What to work on:
Every line in the listing below from the one with "options.write_concern = Some(self.write_concern());" through the one with "impl std::fmt::Display for ConnectionDescriptor" is to be reproduced exactly, both ends included; leave out the rest.

*** Opening of Data records ***

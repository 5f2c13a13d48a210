//! Tracing setup for Videodeck
//!
//! Console logs go to stderr at the user's chosen level so they never mix
//! with command output on stdout. A full trace of the session is written to
//! disk alongside.

use std::fs::{File, create_dir_all};
use std::path::Path;

use tracing::Level;
use tracing_subscriber::layer::SubscriberExt;
use tracing_subscriber::util::SubscriberInitExt;
use tracing_subscriber::{EnvFilter, Layer, fmt};

/// Name of the session log inside the logs directory.
pub const SESSION_LOG: &str = "videodeck-last-run.log";

/// Console stderr layer plus a session log in `logs_dir` (default `./logs`).
///
/// The session log is overwritten on every run and records everything the
/// videodeck crates emit. `RUST_LOG` overrides the console level only.
///
/// # Errors
///
/// - `std::io::Error` - If the logs directory or session log cannot be created
pub fn init_tracing(console_level: Level, logs_dir: Option<&Path>) -> Result<(), std::io::Error> {
    let logs_dir = logs_dir.unwrap_or_else(|| Path::new("logs"));
    create_dir_all(logs_dir)?;
    let session_log = File::create(logs_dir.join(SESSION_LOG))?;

    let console_filter = EnvFilter::try_from_default_env()
        .unwrap_or_else(|_| EnvFilter::new(console_level.to_string()));

    tracing_subscriber::registry()
        .with(
            fmt::layer()
                .without_time()
                .with_writer(std::io::stderr)
                .with_filter(console_filter),
        )
        .with(
            fmt::layer()
                .with_ansi(false)
                .with_writer(session_log)
                .with_filter(EnvFilter::new("videodeck_core=trace,videodeck=trace")),
        )
        .init();

    tracing::debug!("Session log at {}", logs_dir.join(SESSION_LOG).display());
    Ok(())
}

/// Console verbosity for `--log-level`. The player logs refusals at debug
/// and loads at info, so `Warn` keeps the console quiet.
#[derive(Debug, Clone, Copy, PartialEq, Eq, clap::ValueEnum)]
pub enum CliLogLevel {
    Error,
    Warn,
    Info,
    Debug,
}

impl CliLogLevel {
    pub fn as_tracing_level(self) -> Level {
        match self {
            CliLogLevel::Error => Level::ERROR,
            CliLogLevel::Warn => Level::WARN,
            CliLogLevel::Info => Level::INFO,
            CliLogLevel::Debug => Level::DEBUG,
        }
    }
}

// clap renders `default_value_t` through Display
impl std::fmt::Display for CliLogLevel {
    fn fmt(&self, f: &mut std::fmt::Formatter<'_>) -> std::fmt::Result {
        f.write_str(&self.as_tracing_level().as_str().to_lowercase())
    }
}
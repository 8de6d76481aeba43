//! Fixed session consistency and durability policy.
//!
//! Every handle reads with a monotonic read preference and writes with a
//! majority write concern. Neither is configurable.

use mongodb::options::{
    Acknowledgment, ClientOptions, ReadPreference, SelectionCriteria, WriteConcern,
};

/// Consistency and durability settings applied to every bootstrapped session.
#[derive(Debug, Clone, Copy, Default)]
pub struct SessionPolicy;

impl SessionPolicy {
    /// Monotonic read preference.
    ///
    /// Every read goes to the current primary and never falls back to a
    /// secondary. While no primary is elected, reads fail server selection
    /// instead of returning possibly stale data.
    pub fn selection_criteria(&self) -> SelectionCriteria {
        SelectionCriteria::ReadPreference(ReadPreference::Primary)
    }

    /// Writes are acknowledged only after a majority of the replica set has them.
    pub fn write_concern(&self) -> WriteConcern {
        WriteConcern::builder().w(Acknowledgment::Majority).build()
    }

    /// Installs the policy on driver options, replacing anything the URI set.
    pub fn apply(&self, options: &mut ClientOptions) {
        options.selection_criteria = Some(self.selection_criteria());
        options.write_concern = Some(self.write_concern());
    }
}
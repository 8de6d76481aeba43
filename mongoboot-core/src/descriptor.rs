//! Connection descriptor parsed from a connection URI.
//!
//! Parsing is delegated to the driver's connection-string parser, so every URI
//! form the driver accepts is accepted here. The descriptor adds one rule on
//! top: the URI must name exactly one target database.

use crate::error::{BootstrapError, redact_database_url};
use crate::Result;
use mongodb::options::ClientOptions;
use std::time::Duration;

/// Seeds, target database and dial timeout of one bootstrap.
///
/// Holds no credentials and may be logged or displayed.
#[derive(Debug, Clone, PartialEq, Eq)]
pub struct ConnectionDescriptor {
    /// Seed addresses as `host:port`
    pub hosts: Vec<String>,
    /// Target database name
    pub database: String,
    /// Dial timeout for this bootstrap
    pub dial_timeout: Duration,
}

impl std::fmt::Display for ConnectionDescriptor {
    fn fmt(&self, f: &mut std::fmt::Formatter<'_>) -> std::fmt::Result {
        write!(f, "[{}]/{}", self.hosts.join(","), self.database)
    }
}

impl ConnectionDescriptor {
    /// Parses a connection URI into a descriptor and the driver options.
    ///
    /// # Arguments
    /// * `uri` - Connection string (credentials sanitized in errors)
    /// * `dial_timeout` - Explicit timeout override, if any
    ///
    /// # Errors
    /// Returns a parse error if the driver rejects the URI or the URI does not
    /// name a database.
    pub async fn parse(
        uri: &str,
        dial_timeout: Option<Duration>,
    ) -> Result<(Self, ClientOptions)> {
        let options = ClientOptions::parse(uri).await.map_err(|e| {
            BootstrapError::parse_failed(
                format!("parsing connection string {}", redact_database_url(uri)),
                e,
            )
        })?;

        let descriptor = Self::from_options(&options, dial_timeout)?;
        Ok((descriptor, options))
    }

    /// Builds a descriptor from already parsed driver options.
    ///
    /// # Errors
    /// Returns a parse error if the options carry no database name.
    pub fn from_options(options: &ClientOptions, dial_timeout: Option<Duration>) -> Result<Self> {
        let database = options
            .default_database
            .as_deref()
            .filter(|name| !name.is_empty())
            .ok_or_else(|| {
                BootstrapError::parse(
                    "connection string must name a target database (mongodb://host:port/database)",
                )
            })?
            .to_string();

        let hosts = options.hosts.iter().map(ToString::to_string).collect();

        Ok(Self {
            hosts,
            database,
            dial_timeout: resolve_dial_timeout(dial_timeout, options.connect_timeout),
        })
    }
}

/// Explicit override wins, then a timeout already set in the URI, then the default.
fn resolve_dial_timeout(explicit: Option<Duration>, from_uri: Option<Duration>) -> Duration {
    explicit
        .or(from_uri)
        .unwrap_or(crate::config::DEFAULT_DIAL_TIMEOUT)
}
//! Connection bootstrap and session handles for MongoDB clusters.
//!
//! This crate turns a connection URI plus optional PEM files into a live,
//! authenticated session. It composes the `mongodb` driver with rustls PEM
//! handling and X.509 subject parsing; it implements none of them itself.
//!
//! # Bootstrap
//! - Connection URI parsing with a mandatory target database
//! - Optional TLS with a custom CA trust anchor
//! - Optional mutual TLS with `MONGODB-X509` authentication, using a
//!   principal derived from the client certificate subject
//! - Monotonic reads and majority writes on every session
//!
//! # Security Guarantees
//! - Connection strings are redacted in all logs and errors
//! - Client key material is zeroized after loading and never retained
//! - No retries: every failure surfaces immediately with its bootstrap step

pub mod bootstrap;
pub mod config;
pub mod descriptor;
pub mod error;
pub mod handle;
pub mod identity;
pub mod logging;
pub mod policy;
pub mod tls;

// Re-export commonly used types
pub use bootstrap::{PreparedBootstrap, connect, connect_with, prepare_options};
pub use config::{BootstrapConfig, DEFAULT_DIAL_TIMEOUT};
pub use descriptor::ConnectionDescriptor;
pub use error::{BootstrapError, Result};
pub use handle::{Handle, IndexTarget, ensure_indexes};
pub use identity::{CertificateSubject, derive_identity, derive_identity_from_pem};
pub use logging::init_logging;
pub use policy::SessionPolicy;
pub use tls::{ClientIdentity, TlsMaterial, TrustAnchor};
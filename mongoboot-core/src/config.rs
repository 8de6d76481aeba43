//! Bootstrap configuration.
//!
//! `BootstrapConfig` carries everything one `connect` call needs. The dial
//! timeout lives here instead of in process-wide state, so concurrent callers
//! and tests never observe each other's overrides.

use serde::{Deserialize, Deserializer, Serialize};
use std::path::{Path, PathBuf};
use std::time::Duration;

/// Dial timeout applied when the configuration does not set one.
pub const DEFAULT_DIAL_TIMEOUT: Duration = Duration::from_secs(10);

/// Configuration for a single bootstrap call.
///
/// # Security
/// The URI may contain credentials. `Display` and `Debug` never print it
/// unredacted.
///
/// # Example
/// ```rust
/// use mongoboot_core::BootstrapConfig;
/// use std::time::Duration;
///
/// let config = BootstrapConfig::new("mongodb://localhost:27017/test")
///     .with_ca_cert("/etc/ssl/mongo/ca.pem")
///     .with_client_cert("/etc/ssl/mongo/client.pem")
///     .with_dial_timeout(Duration::from_secs(5));
///
/// assert!(config.validate().is_ok());
/// assert_eq!(config.dial_timeout(), Duration::from_secs(5));
/// ```
#[derive(Clone, Serialize, Deserialize)]
pub struct BootstrapConfig {
    /// Connection string naming seed addresses and one database
    pub uri: String,
    /// PEM file with one or more CA certificates (enables TLS)
    #[serde(default, deserialize_with = "deserialize_optional_path")]
    pub ca_cert_path: Option<PathBuf>,
    /// PEM file with the client certificate followed by its private key
    #[serde(default, deserialize_with = "deserialize_optional_path")]
    pub client_cert_path: Option<PathBuf>,
    /// Dial timeout override
    #[serde(default)]
    pub dial_timeout: Option<Duration>,
    /// Application name reported to the server
    #[serde(default)]
    pub app_name: Option<String>,
}

impl std::fmt::Debug for BootstrapConfig {
    fn fmt(&self, f: &mut std::fmt::Formatter<'_>) -> std::fmt::Result {
        f.debug_struct("BootstrapConfig")
            .field("uri", &crate::error::redact_database_url(&self.uri))
            .field("ca_cert_path", &self.ca_cert_path)
            .field("client_cert_path", &self.client_cert_path)
            .field("dial_timeout", &self.dial_timeout())
            .field("app_name", &self.app_name)
            .finish()
    }
}

impl std::fmt::Display for BootstrapConfig {
    fn fmt(&self, f: &mut std::fmt::Formatter<'_>) -> std::fmt::Result {
        write!(
            f,
            "BootstrapConfig({}, tls={}, x509={})",
            crate::error::redact_database_url(&self.uri),
            self.ca_cert().is_some(),
            self.client_cert().is_some()
        )
    }
}

impl BootstrapConfig {
    /// Creates a plain-transport configuration with the default dial timeout.
    pub fn new(uri: impl Into<String>) -> Self {
        Self {
            uri: uri.into(),
            ca_cert_path: None,
            client_cert_path: None,
            dial_timeout: None,
            app_name: None,
        }
    }

    /// Builds a configuration from the three positional bootstrap inputs.
    ///
    /// Empty path strings mean "not supplied".
    pub fn from_parts(uri: &str, ca_cert_path: &str, client_cert_path: &str) -> Self {
        Self::new(uri)
            .with_ca_cert(ca_cert_path)
            .with_client_cert(client_cert_path)
    }

    /// Builder method to set the CA certificate path.
    pub fn with_ca_cert(mut self, path: impl AsRef<Path>) -> Self {
        self.ca_cert_path = non_empty_path(path.as_ref());
        self
    }

    /// Builder method to set the combined client certificate/key path.
    pub fn with_client_cert(mut self, path: impl AsRef<Path>) -> Self {
        self.client_cert_path = non_empty_path(path.as_ref());
        self
    }

    /// Builder method to override the dial timeout.
    pub fn with_dial_timeout(mut self, timeout: Duration) -> Self {
        self.dial_timeout = Some(timeout);
        self
    }

    /// Builder method to set the application name.
    pub fn with_app_name(mut self, app_name: impl Into<String>) -> Self {
        self.app_name = Some(app_name.into());
        self
    }

    /// CA certificate path, if one was supplied.
    ///
    /// An empty path counts as not supplied.
    pub fn ca_cert(&self) -> Option<&Path> {
        self.ca_cert_path
            .as_deref()
            .filter(|p| !p.as_os_str().is_empty())
    }

    /// Client certificate path, if one was supplied.
    ///
    /// An empty path counts as not supplied.
    pub fn client_cert(&self) -> Option<&Path> {
        self.client_cert_path
            .as_deref()
            .filter(|p| !p.as_os_str().is_empty())
    }

    /// Effective dial timeout.
    pub fn dial_timeout(&self) -> Duration {
        self.dial_timeout.unwrap_or(DEFAULT_DIAL_TIMEOUT)
    }

    /// Effective application name.
    pub fn app_name(&self) -> String {
        self.app_name
            .clone()
            .unwrap_or_else(|| format!("mongoboot-{}", env!("CARGO_PKG_VERSION")))
    }

    /// Validates the input combination without touching the filesystem or network.
    ///
    /// # Errors
    /// Returns a configuration error if a client certificate is supplied
    /// without a CA certificate, or if the dial timeout is zero.
    pub fn validate(&self) -> crate::Result<()> {
        if self.client_cert().is_some() && self.ca_cert().is_none() {
            return Err(crate::error::BootstrapError::configuration(
                "client certificate requires a CA certificate",
            ));
        }

        if self.dial_timeout().is_zero() {
            return Err(crate::error::BootstrapError::configuration(
                "dial_timeout must be greater than 0",
            ));
        }

        Ok(())
    }
}

fn non_empty_path(path: &Path) -> Option<PathBuf> {
    if path.as_os_str().is_empty() {
        None
    } else {
        Some(path.to_path_buf())
    }
}

fn deserialize_optional_path<'de, D>(deserializer: D) -> Result<Option<PathBuf>, D::Error>
where
    D: Deserializer<'de>,
{
    let path: Option<PathBuf> = Option::deserialize(deserializer)?;
    Ok(path.as_deref().and_then(non_empty_path))
}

*** Close of Data records ***

Answer:
        options.write_concern = Some(self.write_concern());
    }
}
repository 8de6d76481aeba43
filename mongoboot-core/src/descriptor.rs
//! Connection descriptor parsed from a connection URI.
//!
//! Parsing is delegated to the driver's connection-string parser, so every URI
//! form the driver accepts is accepted here. The descriptor adds one rule on
//! top: the URI must name exactly one target database.

use crate::error::{BootstrapError, redact_database_url};
use crate::Result;
use mongodb::options::ClientOptions;
use std::time::Duration;

/// Seeds, target database and dial timeout of one bootstrap.
///
/// Holds no credentials and may be logged or displayed.
#[derive(Debug, Clone, PartialEq, Eq)]
pub struct ConnectionDescriptor {
    /// Seed addresses as `host:port`
    pub hosts: Vec<String>,
    /// Target database name
    pub database: String,
    /// Dial timeout for this bootstrap
    pub dial_timeout: Duration,
}

impl std::fmt::Display for ConnectionDescriptor {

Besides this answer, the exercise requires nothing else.